Actually, the bill's CER provisions are completely consistent with ACP's support for an independent, transparent and evidence-based process to conduct research on the clinical effectiveness of different treatments to inform clinical decision making. There is nothing in the bill that allows costs to be used to deny care. The research would be conducted by physicians and other scientists in agencies, like the National Institutes of Health and the Agency for Health Care Research and Quality, not by government bureaucrats. Coverage decisions would still be made as they are today, but instead would be informed by the best available clinical evidence instead of by criteria that often is not guided by science.

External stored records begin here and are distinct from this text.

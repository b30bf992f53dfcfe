//! Coordinator and worker sides of the partition, compute, gather protocol.
//!
//! The coordinator walks `Init -> DistributingQuery -> DistributingDataset ->
//! Computing -> Gathering -> Done`. Each worker mirrors the distribution
//! steps with matching receives, computes its slice and sends it back.
//! Only the coordinator ever holds the assembled matrix.
use std::marker::PhantomData;

use tracing::{debug, info};

use crate::cluster::partition::{Plan, plan};
use crate::transport::flat::{flatten, split_rows};
use crate::transport::registry::TagRegistry;
use crate::transport::{COORDINATOR, Transport};
use crate::utils::errors::CalcError;
use crate::utils::timing::TaskTimings;
use crate::utils::types::{DistanceMatrix, DistanceMetric, Scalar, Vector};
use crate::vector::kernel::Kernel;

/// Logical channel names used by the protocol.
pub mod channels {
    pub const VECTOR_SIZE: &str = "vector_size";
    pub const QUERY_SIZE: &str = "query_size";
    pub const METRIC: &str = "metric";
    pub const DATASET_SIZE: &str = "dataset_size";
    pub const QUERY_MATRIX: &str = "query_matrix";
    pub const DATASET_MATRIX: &str = "dataset_matrix";
    pub const DISTANCE_MATRIX: &str = "distance_matrix";

    pub const ALL: [&str; 7] = [
        VECTOR_SIZE,
        QUERY_SIZE,
        METRIC,
        DATASET_SIZE,
        QUERY_MATRIX,
        DATASET_MATRIX,
        DISTANCE_MATRIX,
    ];
}

/// Registry holding every protocol channel, identical on all participants.
pub fn protocol_registry() -> TagRegistry {
    TagRegistry::with_channels(channels::ALL)
}

#[derive(Debug, Clone, Copy, PartialEq, Eq)]
pub enum Phase {
    Init,
    DistributingQuery,
    DistributingDataset,
    Computing,
    Gathering,
    Done,
}

#[derive(Debug, Clone, Copy, PartialEq, Eq)]
pub enum WorkerOutcome {
    /// Computed and sent back a slice of `rows` query rows.
    Computed { rows: usize },
    /// The plan needed fewer workers than were available.
    Idle,
}

/// Checks that every row has the dimension of the first query row (or of the
/// first dataset row when the query is empty) and returns it.
///
/// Stricter than the kernel, which only compares query rows with dataset
/// rows: slices travel as flat buffers split by one row length, so a ragged
/// table is rejected even when the other side is empty.
pub fn validate_dimensions<T>(query: &[Vector<T>], dataset: &[Vector<T>]) -> Result<usize, CalcError> {
    let dim = query.first().or(dataset.first()).map_or(0, Vec::len);
    for row in query.iter().chain(dataset) {
        if row.len() != dim {
            return Err(CalcError::DimensionMismatch {
                expected: dim,
                actual: row.len(),
            });
        }
    }
    Ok(dim)
}

fn to_usize(value: u64, what: &str) -> Result<usize, CalcError> {
    usize::try_from(value).map_err(|_| CalcError::transport(format!("{what} {value} does not fit in usize")))
}

pub struct Coordinator<'a, T: Scalar, P: Transport<T>> {
    transport: P,
    registry: TagRegistry,
    kernel: Kernel,
    timings: &'a TaskTimings,
    phase: Phase,
    _scalar: PhantomData<T>,
}

impl<'a, T: Scalar, P: Transport<T>> Coordinator<'a, T, P> {
    pub fn new(transport: P, kernel: Kernel, timings: &'a TaskTimings) -> Result<Self, CalcError> {
        if !transport.is_coordinator() {
            return Err(CalcError::transport(format!(
                "rank {} cannot act as coordinator",
                transport.rank()
            )));
        }
        Ok(Self {
            transport,
            registry: protocol_registry(),
            kernel,
            timings,
            phase: Phase::Init,
            _scalar: PhantomData,
        })
    }

    pub fn phase(&self) -> Phase {
        self.phase
    }

    fn enter(&mut self, phase: Phase) {
        debug!(from = ?self.phase, to = ?phase, "coordinator phase");
        self.phase = phase;
    }

    /// Runs one full distribution, computation and gather cycle.
    pub fn run(
        &mut self,
        query: &[Vector<T>],
        dataset: &[Vector<T>],
        metric: DistanceMetric,
    ) -> Result<DistanceMatrix<T>, CalcError> {
        let timings = self.timings;
        self.enter(Phase::Init);
        let dim = validate_dimensions(query, dataset)?;
        let plan = plan(query.len(), self.transport.size());
        info!(
            query_rows = query.len(),
            dataset_rows = dataset.len(),
            dim,
            workers = plan.effective_workers,
            block_size = plan.block_size,
            %metric,
            "partitioned query set"
        );

        self.enter(Phase::DistributingQuery);
        timings.time("distribute_query", || self.distribute_query(query, dim, metric, &plan))?;

        self.enter(Phase::DistributingDataset);
        timings.time("distribute_dataset", || self.distribute_dataset(dataset, &plan))?;

        self.enter(Phase::Computing);
        let own = plan
            .partition(COORDINATOR)
            .map_or(0..0, |p| p.rows());
        let own_matrix = timings.time("compute_distance", || {
            self.kernel.compute_distance(&query[own], dataset, metric)
        })?;

        self.enter(Phase::Gathering);
        let matrix = timings.time("gather", || self.gather(&plan, dataset.len(), own_matrix))?;

        self.enter(Phase::Done);
        info!(rows = matrix.len(), columns = dataset.len(), "distance matrix assembled");
        Ok(matrix)
    }

    fn distribute_query(
        &mut self,
        query: &[Vector<T>],
        dim: usize,
        metric: DistanceMetric,
        plan: &Plan,
    ) -> Result<(), CalcError> {
        let vector_tag = self.registry.tag(channels::VECTOR_SIZE)?;
        let query_tag = self.registry.tag(channels::QUERY_SIZE)?;
        let metric_tag = self.registry.tag(channels::METRIC)?;
        let matrix_tag = self.registry.tag(channels::QUERY_MATRIX)?;

        for rank in 1..self.transport.size() {
            self.transport.send_scalar(dim as u64, rank, vector_tag)?;
            self.transport.send_scalar(query.len() as u64, rank, query_tag)?;
            match plan.partition(rank) {
                Some(slice) => {
                    debug!(rank, rows = ?slice.rows(), "sending query slice");
                    self.transport.send_scalar(metric.index(), rank, metric_tag)?;
                    let flat = flatten(&query[slice.rows()]);
                    self.transport.send_buffer(&flat, rank, matrix_tag)?;
                }
                None => debug!(rank, "worker left idle"),
            }
        }
        Ok(())
    }

    fn distribute_dataset(&mut self, dataset: &[Vector<T>], plan: &Plan) -> Result<(), CalcError> {
        let size_tag = self.registry.tag(channels::DATASET_SIZE)?;
        let matrix_tag = self.registry.tag(channels::DATASET_MATRIX)?;
        let flat = flatten(dataset);

        for rank in 1..plan.effective_workers {
            self.transport.send_scalar(dataset.len() as u64, rank, size_tag)?;
            self.transport.send_buffer(&flat, rank, matrix_tag)?;
        }
        Ok(())
    }

    /// Worker partials in rank order, then the coordinator's own rows.
    fn gather(
        &mut self,
        plan: &Plan,
        dataset_rows: usize,
        own: DistanceMatrix<T>,
    ) -> Result<DistanceMatrix<T>, CalcError> {
        let tag = self.registry.tag(channels::DISTANCE_MATRIX)?;
        let mut matrix = Vec::with_capacity(plan.total_rows);

        for rank in 1..plan.effective_workers {
            let flat = self
                .transport
                .recv_buffer(plan.block_size * dataset_rows, rank, tag)?;
            matrix.extend(split_rows(&flat, plan.block_size, dataset_rows)?);
            debug!(rank, rows = plan.block_size, "gathered partial");
        }
        matrix.extend(own);
        Ok(matrix)
    }
}

pub struct Worker<'a, T: Scalar, P: Transport<T>> {
    transport: P,
    registry: TagRegistry,
    kernel: Kernel,
    timings: &'a TaskTimings,
    _scalar: PhantomData<T>,
}

impl<'a, T: Scalar, P: Transport<T>> Worker<'a, T, P> {
    pub fn new(transport: P, kernel: Kernel, timings: &'a TaskTimings) -> Result<Self, CalcError> {
        if transport.is_coordinator() {
            return Err(CalcError::transport("the coordinator rank cannot serve as a worker"));
        }
        Ok(Self {
            transport,
            registry: protocol_registry(),
            kernel,
            timings,
            _scalar: PhantomData,
        })
    }

    /// Receives the metric, a slice and the dataset, computes, and returns
    /// the partial. The metric always comes from the coordinator.
    pub fn serve(&mut self) -> Result<WorkerOutcome, CalcError> {
        let timings = self.timings;
        let rank = self.transport.rank();

        let dim = self.recv_size(channels::VECTOR_SIZE)?;
        let total_rows = self.recv_size(channels::QUERY_SIZE)?;
        let plan = plan(total_rows, self.transport.size());
        if !plan.participates(rank) {
            debug!(rank, "no rows assigned");
            return Ok(WorkerOutcome::Idle);
        }
        let metric_tag = self.registry.tag(channels::METRIC)?;
        let metric = DistanceMetric::from_index(self.transport.recv_scalar(COORDINATOR, metric_tag)?)?;

        let (query, dataset) = timings.time("receive_task", || -> Result<_, CalcError> {
            let matrix_tag = self.registry.tag(channels::QUERY_MATRIX)?;
            let flat = self
                .transport
                .recv_buffer(plan.block_size * dim, COORDINATOR, matrix_tag)?;
            let query = split_rows(&flat, plan.block_size, dim)?;

            let dataset_rows = self.recv_size(channels::DATASET_SIZE)?;
            let dataset_tag = self.registry.tag(channels::DATASET_MATRIX)?;
            let flat = self
                .transport
                .recv_buffer(dataset_rows * dim, COORDINATOR, dataset_tag)?;
            let dataset = split_rows(&flat, dataset_rows, dim)?;
            Ok((query, dataset))
        })?;
        debug!(rank, rows = query.len(), dataset_rows = dataset.len(), %metric, "received task");

        let matrix = timings.time("compute_distance", || {
            self.kernel.compute_distance(&query, &dataset, metric)
        })?;

        let tag = self.registry.tag(channels::DISTANCE_MATRIX)?;
        timings.time("send_distance_matrix", || {
            self.transport.send_buffer(&flatten(&matrix), COORDINATOR, tag)
        })?;
        Ok(WorkerOutcome::Computed { rows: matrix.len() })
    }

    fn recv_size(&mut self, channel: &str) -> Result<usize, CalcError> {
        let tag = self.registry.tag(channel)?;
        let value = self.transport.recv_scalar(COORDINATOR, tag)?;
        to_usize(value, channel)
    }
}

Now it's time to think politics.

To try to influence Congress to consider our ideas to improve the bill, we will be far more effective if internists support all of the positive policies in the bill. We want to continue to be invited to the table and not to have to fight to be there. Destructive opposition will effectively remove us from being invited and place at great risk all of the positive changes that the bill would bring about -including the coverage, workforce, elimination of Medicare SGR cuts, and payment reforms to support primary care.

To this point, the overwhelming majority of physicians have supported health care reform. Let's stay together and let other stakeholders bloody themselves. We still have the senate bills to work through, votes to seek and a Senate-House conference committee to work with. We need, and hope for, your active participation throughout.